──────── EXTRACTED ENTRIES ────────

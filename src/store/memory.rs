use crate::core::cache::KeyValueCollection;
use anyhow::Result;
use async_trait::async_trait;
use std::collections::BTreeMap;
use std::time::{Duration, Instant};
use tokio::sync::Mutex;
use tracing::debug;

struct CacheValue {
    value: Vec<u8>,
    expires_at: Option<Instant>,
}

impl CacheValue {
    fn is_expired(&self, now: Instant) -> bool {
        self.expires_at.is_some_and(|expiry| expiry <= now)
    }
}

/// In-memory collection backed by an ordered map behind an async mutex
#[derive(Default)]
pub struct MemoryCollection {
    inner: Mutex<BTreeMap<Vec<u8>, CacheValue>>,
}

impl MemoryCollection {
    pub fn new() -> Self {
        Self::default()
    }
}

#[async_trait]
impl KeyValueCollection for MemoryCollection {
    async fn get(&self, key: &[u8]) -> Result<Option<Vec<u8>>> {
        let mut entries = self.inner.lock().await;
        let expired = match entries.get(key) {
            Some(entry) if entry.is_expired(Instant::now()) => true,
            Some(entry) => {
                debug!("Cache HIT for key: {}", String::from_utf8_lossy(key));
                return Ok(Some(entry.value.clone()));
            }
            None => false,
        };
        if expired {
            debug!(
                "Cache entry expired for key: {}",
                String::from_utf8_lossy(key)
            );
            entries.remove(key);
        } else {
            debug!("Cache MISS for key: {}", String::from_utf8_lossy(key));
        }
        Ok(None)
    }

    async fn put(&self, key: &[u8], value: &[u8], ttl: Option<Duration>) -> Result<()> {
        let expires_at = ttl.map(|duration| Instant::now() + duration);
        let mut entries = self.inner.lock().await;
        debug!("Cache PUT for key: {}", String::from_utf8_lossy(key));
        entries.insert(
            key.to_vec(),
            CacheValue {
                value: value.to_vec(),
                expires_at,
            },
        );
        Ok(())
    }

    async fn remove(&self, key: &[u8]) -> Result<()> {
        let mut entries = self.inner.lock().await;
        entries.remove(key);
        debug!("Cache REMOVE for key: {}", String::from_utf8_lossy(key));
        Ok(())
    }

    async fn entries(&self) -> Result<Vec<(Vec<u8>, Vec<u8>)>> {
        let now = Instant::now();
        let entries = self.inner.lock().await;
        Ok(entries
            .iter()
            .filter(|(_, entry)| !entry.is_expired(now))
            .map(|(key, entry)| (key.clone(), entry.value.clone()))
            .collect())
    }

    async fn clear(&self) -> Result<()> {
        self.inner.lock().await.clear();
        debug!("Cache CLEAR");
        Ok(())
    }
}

────────

Give the number of lines that include the word "debug" in the listing. Nothing else belongs in the reply.

7